** TASK DIRECTIONS **
Gather all lines from the material that contain the word "HashMap".

##############################

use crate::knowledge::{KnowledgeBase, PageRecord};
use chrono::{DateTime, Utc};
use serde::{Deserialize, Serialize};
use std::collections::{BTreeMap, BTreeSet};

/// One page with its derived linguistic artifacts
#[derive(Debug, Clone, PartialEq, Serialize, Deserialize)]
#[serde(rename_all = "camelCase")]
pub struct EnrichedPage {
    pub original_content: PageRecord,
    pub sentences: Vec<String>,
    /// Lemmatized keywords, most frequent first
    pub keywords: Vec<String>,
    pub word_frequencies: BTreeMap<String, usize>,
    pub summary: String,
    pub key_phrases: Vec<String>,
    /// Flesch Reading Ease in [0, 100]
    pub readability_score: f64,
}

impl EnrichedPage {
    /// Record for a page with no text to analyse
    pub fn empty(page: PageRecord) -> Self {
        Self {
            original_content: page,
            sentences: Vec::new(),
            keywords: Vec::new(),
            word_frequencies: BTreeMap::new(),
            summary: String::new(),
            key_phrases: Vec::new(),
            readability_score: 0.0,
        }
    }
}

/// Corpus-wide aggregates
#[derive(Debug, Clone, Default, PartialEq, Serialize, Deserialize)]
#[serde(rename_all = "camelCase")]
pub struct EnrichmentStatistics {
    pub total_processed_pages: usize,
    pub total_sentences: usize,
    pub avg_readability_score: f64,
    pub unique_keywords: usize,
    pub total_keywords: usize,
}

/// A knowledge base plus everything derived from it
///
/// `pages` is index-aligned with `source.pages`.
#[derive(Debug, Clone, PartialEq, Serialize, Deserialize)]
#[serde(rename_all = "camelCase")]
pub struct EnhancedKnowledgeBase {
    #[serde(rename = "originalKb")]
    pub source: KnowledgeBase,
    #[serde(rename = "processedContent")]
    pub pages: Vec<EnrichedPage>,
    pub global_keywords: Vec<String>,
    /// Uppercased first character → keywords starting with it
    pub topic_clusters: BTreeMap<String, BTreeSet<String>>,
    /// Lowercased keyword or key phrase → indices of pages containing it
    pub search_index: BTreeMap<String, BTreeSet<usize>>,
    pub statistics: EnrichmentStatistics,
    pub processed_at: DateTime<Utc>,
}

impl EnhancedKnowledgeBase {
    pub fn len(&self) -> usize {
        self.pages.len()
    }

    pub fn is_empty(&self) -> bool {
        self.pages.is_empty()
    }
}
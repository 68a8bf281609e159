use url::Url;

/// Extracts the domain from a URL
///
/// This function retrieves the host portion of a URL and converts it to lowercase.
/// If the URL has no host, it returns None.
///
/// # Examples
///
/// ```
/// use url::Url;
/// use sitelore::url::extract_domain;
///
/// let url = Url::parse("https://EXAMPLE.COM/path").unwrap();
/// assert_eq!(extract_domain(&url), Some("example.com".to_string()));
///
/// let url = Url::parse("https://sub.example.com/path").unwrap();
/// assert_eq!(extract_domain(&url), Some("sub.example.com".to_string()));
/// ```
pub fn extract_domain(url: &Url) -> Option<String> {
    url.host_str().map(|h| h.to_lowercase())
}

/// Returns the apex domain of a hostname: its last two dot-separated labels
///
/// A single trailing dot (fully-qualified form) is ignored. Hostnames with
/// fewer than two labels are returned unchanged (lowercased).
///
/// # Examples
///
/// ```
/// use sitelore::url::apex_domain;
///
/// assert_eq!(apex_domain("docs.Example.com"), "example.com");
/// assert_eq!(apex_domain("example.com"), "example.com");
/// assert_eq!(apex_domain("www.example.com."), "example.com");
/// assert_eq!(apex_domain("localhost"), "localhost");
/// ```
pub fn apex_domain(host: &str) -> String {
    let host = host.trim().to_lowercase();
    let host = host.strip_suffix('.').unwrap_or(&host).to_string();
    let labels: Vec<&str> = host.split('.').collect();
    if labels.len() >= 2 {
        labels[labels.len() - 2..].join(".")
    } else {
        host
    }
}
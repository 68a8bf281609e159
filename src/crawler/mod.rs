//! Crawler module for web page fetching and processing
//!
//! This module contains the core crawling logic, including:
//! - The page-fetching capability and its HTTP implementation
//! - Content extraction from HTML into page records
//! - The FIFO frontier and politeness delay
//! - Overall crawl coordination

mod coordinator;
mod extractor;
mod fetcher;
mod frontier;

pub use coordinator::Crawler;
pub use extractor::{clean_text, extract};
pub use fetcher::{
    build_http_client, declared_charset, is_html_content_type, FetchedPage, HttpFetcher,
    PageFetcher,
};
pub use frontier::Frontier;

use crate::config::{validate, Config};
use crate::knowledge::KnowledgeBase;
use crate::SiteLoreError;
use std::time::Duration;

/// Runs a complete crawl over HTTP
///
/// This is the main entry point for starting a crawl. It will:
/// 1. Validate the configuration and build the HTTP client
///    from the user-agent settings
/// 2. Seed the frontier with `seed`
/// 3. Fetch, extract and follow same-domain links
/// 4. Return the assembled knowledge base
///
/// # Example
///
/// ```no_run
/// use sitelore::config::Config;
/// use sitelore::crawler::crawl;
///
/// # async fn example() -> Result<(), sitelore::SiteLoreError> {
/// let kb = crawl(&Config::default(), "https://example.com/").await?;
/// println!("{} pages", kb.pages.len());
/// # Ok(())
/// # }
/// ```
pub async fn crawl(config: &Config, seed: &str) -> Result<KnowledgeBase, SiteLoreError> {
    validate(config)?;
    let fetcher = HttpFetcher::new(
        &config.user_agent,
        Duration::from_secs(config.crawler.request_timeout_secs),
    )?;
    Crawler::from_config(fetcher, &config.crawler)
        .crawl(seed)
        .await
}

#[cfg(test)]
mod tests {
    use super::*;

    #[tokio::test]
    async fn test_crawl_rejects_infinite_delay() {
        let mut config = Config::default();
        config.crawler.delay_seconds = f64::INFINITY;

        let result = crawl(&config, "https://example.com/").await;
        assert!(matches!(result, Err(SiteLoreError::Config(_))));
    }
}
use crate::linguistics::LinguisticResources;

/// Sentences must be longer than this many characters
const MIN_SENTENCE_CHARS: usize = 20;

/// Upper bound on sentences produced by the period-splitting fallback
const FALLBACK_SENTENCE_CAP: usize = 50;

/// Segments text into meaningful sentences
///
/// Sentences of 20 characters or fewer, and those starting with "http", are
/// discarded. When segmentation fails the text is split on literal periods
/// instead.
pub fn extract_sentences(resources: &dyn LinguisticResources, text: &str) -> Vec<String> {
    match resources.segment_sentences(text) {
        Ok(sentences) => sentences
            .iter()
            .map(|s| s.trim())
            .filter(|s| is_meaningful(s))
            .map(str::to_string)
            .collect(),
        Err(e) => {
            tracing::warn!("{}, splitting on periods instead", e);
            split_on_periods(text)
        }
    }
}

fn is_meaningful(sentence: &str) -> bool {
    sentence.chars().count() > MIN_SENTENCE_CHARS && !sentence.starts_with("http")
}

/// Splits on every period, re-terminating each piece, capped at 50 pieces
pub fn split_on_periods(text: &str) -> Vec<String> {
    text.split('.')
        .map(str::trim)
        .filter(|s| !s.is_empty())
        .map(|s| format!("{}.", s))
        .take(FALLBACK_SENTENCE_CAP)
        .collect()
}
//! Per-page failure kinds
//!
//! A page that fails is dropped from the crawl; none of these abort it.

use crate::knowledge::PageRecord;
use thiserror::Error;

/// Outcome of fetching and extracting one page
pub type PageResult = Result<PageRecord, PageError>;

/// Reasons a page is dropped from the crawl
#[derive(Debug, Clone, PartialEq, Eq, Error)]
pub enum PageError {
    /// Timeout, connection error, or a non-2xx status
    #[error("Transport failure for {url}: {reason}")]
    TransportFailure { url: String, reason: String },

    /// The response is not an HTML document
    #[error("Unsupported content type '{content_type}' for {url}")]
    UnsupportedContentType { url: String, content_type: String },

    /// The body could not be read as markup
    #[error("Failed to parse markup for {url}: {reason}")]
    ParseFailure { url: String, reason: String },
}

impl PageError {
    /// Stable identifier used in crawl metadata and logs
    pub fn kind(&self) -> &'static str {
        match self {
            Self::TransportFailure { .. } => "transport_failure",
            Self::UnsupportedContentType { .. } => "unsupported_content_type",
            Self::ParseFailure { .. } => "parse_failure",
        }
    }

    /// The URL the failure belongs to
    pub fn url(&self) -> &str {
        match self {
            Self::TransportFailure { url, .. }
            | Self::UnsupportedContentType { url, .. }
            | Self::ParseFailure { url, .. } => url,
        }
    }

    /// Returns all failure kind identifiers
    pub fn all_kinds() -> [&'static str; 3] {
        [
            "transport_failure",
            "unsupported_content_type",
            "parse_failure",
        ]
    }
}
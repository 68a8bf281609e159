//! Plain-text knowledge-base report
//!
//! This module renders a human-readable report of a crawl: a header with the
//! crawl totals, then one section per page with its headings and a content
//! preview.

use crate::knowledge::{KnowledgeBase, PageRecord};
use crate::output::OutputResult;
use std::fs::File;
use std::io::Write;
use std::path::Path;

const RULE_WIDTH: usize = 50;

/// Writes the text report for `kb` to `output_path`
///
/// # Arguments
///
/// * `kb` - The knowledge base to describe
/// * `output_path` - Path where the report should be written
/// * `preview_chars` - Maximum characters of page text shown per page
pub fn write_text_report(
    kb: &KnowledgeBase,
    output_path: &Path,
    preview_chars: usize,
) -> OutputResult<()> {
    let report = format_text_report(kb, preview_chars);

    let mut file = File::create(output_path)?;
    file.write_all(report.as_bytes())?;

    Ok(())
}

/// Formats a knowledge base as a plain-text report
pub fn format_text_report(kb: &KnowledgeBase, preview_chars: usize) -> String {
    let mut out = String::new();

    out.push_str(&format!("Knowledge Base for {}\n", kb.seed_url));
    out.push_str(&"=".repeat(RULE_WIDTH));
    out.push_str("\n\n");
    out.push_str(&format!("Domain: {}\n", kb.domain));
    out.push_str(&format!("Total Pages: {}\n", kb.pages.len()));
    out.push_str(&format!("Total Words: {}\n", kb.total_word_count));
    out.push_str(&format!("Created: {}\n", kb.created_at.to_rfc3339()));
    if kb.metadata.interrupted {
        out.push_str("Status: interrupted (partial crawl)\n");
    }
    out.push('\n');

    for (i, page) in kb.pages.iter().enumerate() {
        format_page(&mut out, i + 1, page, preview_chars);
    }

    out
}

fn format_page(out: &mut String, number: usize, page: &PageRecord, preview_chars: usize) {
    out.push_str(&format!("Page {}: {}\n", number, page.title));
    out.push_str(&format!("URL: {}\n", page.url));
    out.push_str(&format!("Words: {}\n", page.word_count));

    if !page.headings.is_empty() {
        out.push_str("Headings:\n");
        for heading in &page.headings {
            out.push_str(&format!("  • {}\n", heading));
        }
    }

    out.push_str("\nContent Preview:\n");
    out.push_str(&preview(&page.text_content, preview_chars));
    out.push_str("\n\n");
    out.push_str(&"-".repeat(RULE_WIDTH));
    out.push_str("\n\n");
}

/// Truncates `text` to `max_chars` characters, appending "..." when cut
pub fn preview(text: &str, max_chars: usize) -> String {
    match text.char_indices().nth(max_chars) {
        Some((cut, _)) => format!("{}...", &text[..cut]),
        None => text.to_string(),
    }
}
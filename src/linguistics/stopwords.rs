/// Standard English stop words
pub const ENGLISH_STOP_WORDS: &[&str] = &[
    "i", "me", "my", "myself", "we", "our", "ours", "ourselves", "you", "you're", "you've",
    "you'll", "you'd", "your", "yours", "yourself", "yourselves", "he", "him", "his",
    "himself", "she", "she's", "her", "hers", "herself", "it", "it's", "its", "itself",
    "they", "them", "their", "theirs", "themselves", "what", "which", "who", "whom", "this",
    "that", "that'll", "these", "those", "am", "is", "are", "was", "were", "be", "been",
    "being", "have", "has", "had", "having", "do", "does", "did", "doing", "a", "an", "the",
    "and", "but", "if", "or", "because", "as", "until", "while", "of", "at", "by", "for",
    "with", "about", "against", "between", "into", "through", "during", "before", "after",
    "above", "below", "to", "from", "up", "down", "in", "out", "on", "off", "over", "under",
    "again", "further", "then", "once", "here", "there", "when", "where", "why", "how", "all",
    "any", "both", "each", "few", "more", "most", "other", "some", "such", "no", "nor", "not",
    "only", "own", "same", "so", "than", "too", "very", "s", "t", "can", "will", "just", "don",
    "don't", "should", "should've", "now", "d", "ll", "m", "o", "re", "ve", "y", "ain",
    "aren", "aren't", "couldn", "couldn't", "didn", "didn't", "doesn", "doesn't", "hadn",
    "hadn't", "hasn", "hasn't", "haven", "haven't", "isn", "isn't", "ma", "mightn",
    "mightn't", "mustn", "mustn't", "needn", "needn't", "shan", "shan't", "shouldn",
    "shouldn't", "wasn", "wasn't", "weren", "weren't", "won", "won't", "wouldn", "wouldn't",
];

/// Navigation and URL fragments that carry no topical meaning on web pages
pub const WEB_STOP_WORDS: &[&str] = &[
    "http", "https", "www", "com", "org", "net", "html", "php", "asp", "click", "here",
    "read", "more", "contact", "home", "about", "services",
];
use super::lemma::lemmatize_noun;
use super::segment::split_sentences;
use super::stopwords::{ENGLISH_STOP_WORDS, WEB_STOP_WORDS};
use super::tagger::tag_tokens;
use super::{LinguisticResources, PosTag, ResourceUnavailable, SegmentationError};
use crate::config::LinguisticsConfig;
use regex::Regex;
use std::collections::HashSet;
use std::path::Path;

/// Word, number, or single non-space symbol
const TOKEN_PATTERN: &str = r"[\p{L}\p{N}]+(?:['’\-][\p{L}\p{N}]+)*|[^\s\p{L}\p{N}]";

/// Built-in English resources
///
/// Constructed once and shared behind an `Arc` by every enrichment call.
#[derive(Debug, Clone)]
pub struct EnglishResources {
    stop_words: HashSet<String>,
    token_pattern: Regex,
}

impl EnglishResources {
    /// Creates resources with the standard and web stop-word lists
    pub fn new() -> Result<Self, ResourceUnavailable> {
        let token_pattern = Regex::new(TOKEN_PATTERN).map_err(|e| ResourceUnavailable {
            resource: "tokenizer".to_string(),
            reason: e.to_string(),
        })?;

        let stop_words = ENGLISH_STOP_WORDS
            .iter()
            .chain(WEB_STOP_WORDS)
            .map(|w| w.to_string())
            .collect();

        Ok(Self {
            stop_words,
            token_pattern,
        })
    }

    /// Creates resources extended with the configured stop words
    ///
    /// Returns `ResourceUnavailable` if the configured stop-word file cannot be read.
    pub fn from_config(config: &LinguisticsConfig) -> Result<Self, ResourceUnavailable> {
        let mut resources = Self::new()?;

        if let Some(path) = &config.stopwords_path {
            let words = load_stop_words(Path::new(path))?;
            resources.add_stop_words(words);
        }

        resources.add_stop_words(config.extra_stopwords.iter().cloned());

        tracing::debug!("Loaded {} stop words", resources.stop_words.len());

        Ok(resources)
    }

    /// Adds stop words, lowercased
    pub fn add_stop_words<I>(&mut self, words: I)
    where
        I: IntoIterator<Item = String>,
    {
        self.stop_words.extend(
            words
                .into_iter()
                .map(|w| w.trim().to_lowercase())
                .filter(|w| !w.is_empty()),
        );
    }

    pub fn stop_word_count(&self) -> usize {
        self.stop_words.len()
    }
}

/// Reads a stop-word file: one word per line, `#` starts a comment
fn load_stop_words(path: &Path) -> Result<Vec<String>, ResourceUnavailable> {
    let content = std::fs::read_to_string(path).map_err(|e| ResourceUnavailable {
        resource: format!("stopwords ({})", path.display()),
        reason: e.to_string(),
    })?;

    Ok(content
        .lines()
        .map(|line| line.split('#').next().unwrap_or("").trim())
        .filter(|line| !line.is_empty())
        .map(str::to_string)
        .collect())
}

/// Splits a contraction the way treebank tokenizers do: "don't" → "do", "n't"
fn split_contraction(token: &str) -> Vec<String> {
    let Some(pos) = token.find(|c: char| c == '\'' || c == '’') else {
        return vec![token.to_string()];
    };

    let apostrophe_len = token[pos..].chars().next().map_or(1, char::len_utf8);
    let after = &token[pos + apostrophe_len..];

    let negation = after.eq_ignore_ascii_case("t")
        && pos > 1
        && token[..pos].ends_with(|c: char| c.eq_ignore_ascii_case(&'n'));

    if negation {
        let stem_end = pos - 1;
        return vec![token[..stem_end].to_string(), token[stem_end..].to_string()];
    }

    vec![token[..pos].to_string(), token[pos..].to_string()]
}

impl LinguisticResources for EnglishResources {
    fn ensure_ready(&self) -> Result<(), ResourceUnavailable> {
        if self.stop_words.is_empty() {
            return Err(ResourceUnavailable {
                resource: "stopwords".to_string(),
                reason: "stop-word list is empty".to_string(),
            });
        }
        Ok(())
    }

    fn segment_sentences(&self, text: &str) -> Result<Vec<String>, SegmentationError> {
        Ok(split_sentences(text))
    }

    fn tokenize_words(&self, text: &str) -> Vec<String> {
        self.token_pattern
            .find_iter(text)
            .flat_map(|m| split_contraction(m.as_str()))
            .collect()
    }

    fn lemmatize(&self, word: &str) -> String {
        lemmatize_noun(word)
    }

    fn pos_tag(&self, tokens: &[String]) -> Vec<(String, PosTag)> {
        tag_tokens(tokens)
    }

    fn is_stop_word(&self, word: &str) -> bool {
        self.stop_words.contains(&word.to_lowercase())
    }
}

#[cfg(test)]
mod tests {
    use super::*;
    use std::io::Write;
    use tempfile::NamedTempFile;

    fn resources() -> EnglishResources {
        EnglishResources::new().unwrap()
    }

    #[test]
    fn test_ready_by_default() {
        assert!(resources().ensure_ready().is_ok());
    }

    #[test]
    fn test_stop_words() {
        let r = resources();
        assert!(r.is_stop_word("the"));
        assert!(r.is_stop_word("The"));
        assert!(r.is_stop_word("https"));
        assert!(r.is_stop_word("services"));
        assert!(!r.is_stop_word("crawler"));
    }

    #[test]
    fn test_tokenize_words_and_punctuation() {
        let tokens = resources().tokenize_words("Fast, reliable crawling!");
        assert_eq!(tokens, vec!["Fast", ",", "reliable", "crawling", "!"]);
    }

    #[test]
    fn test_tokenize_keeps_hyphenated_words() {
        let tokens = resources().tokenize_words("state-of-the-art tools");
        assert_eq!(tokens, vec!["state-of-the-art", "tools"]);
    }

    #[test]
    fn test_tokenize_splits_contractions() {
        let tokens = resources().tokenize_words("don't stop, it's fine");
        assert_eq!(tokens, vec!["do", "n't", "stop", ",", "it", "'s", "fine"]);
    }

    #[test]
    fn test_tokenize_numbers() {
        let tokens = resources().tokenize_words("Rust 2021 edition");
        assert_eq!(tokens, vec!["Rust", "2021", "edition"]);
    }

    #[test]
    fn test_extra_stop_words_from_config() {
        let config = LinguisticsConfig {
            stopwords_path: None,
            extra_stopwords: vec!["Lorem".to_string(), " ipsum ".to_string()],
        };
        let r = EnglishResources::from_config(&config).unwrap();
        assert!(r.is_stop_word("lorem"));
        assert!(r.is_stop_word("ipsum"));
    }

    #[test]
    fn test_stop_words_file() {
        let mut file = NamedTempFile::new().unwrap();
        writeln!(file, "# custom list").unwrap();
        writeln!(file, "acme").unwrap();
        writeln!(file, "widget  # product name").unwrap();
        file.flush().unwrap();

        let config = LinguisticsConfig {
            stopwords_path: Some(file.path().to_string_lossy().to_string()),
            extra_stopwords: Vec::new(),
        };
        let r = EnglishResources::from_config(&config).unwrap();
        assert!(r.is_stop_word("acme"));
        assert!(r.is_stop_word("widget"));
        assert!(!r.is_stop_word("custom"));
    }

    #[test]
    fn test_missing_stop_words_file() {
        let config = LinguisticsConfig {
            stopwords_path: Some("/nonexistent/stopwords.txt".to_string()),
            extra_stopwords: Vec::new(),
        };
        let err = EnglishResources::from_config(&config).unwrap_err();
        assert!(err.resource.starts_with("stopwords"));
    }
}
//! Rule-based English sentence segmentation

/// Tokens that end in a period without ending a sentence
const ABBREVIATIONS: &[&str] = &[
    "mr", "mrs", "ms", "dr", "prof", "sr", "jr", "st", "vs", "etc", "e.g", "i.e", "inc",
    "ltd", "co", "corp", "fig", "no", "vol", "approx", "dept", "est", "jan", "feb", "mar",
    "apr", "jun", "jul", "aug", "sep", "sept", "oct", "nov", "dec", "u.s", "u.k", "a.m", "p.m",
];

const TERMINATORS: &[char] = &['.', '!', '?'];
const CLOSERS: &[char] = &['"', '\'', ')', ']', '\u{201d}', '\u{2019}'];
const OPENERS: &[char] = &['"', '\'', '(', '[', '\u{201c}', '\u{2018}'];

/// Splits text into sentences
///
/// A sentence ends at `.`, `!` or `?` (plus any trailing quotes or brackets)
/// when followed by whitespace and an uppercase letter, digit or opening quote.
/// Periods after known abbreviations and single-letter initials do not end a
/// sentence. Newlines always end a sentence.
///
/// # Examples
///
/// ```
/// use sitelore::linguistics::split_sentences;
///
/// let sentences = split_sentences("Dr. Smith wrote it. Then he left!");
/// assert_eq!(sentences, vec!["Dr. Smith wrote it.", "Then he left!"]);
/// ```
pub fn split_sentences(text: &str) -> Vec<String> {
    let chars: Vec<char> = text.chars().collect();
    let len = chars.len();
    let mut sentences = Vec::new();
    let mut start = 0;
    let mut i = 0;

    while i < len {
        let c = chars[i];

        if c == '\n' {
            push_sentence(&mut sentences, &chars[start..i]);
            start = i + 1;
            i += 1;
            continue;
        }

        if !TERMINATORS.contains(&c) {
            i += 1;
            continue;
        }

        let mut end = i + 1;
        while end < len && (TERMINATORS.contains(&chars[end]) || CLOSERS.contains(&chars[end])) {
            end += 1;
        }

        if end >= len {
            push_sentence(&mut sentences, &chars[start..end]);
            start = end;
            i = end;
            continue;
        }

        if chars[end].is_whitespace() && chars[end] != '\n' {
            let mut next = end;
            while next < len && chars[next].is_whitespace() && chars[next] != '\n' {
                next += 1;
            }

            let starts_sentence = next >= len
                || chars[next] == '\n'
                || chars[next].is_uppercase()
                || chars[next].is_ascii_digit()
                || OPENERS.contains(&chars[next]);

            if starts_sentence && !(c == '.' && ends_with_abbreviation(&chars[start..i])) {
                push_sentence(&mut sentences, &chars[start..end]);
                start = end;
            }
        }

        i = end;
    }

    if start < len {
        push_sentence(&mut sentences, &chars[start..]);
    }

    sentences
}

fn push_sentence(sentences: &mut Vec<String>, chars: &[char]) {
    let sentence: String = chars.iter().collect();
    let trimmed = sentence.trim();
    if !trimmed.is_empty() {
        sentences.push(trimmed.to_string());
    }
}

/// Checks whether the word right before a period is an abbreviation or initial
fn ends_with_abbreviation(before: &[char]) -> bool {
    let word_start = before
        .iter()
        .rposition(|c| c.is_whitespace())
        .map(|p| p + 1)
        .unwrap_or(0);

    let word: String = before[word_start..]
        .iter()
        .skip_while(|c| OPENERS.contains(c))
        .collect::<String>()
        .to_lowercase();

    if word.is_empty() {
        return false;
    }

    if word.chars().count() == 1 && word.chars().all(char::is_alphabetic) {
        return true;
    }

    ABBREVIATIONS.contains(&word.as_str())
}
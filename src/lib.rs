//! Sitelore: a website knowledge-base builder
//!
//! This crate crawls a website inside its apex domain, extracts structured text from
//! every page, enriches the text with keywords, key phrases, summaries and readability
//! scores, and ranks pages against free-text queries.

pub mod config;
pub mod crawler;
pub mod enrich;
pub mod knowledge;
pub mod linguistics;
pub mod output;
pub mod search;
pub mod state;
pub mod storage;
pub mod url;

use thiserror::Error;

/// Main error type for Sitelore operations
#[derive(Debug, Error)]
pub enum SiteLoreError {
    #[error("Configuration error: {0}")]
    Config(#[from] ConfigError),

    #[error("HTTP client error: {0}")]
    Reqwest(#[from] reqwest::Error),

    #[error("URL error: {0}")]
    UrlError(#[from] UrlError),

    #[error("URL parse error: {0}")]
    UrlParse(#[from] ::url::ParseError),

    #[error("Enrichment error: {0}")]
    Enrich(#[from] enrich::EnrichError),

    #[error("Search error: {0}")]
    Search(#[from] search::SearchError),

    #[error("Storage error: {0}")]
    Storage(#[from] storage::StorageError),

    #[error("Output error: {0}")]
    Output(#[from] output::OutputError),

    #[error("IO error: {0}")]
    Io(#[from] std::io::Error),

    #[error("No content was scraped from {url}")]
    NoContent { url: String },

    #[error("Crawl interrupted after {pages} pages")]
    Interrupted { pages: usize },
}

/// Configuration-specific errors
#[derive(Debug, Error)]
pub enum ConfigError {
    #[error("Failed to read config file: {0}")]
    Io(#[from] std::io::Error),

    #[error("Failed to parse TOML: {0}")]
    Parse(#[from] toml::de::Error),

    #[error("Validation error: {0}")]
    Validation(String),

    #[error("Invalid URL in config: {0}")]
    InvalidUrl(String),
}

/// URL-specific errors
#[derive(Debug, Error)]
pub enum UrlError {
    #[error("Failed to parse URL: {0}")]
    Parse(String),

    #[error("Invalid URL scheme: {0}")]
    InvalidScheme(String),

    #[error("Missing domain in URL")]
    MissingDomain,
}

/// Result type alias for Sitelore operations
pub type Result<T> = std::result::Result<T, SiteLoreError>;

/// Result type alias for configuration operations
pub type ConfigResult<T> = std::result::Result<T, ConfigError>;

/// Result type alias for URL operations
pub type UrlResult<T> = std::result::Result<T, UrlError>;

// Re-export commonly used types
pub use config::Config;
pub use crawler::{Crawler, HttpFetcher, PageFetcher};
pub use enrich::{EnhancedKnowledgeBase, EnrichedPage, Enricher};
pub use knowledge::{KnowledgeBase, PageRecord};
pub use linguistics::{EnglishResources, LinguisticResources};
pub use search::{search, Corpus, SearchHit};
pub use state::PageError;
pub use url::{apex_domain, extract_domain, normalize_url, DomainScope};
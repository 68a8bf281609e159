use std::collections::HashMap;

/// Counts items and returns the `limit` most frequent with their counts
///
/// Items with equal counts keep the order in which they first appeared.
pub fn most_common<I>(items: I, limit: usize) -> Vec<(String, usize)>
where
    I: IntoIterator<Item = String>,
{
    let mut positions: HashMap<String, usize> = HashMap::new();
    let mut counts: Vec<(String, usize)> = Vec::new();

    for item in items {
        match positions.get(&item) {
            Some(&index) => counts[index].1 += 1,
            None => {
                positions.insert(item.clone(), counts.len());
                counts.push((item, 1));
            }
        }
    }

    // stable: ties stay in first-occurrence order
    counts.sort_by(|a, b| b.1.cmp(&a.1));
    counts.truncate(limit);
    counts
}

##############################

** RESULT OF THE EXERCISE **
use std::collections::HashMap;
    let mut positions: HashMap<String, usize> = HashMap::new();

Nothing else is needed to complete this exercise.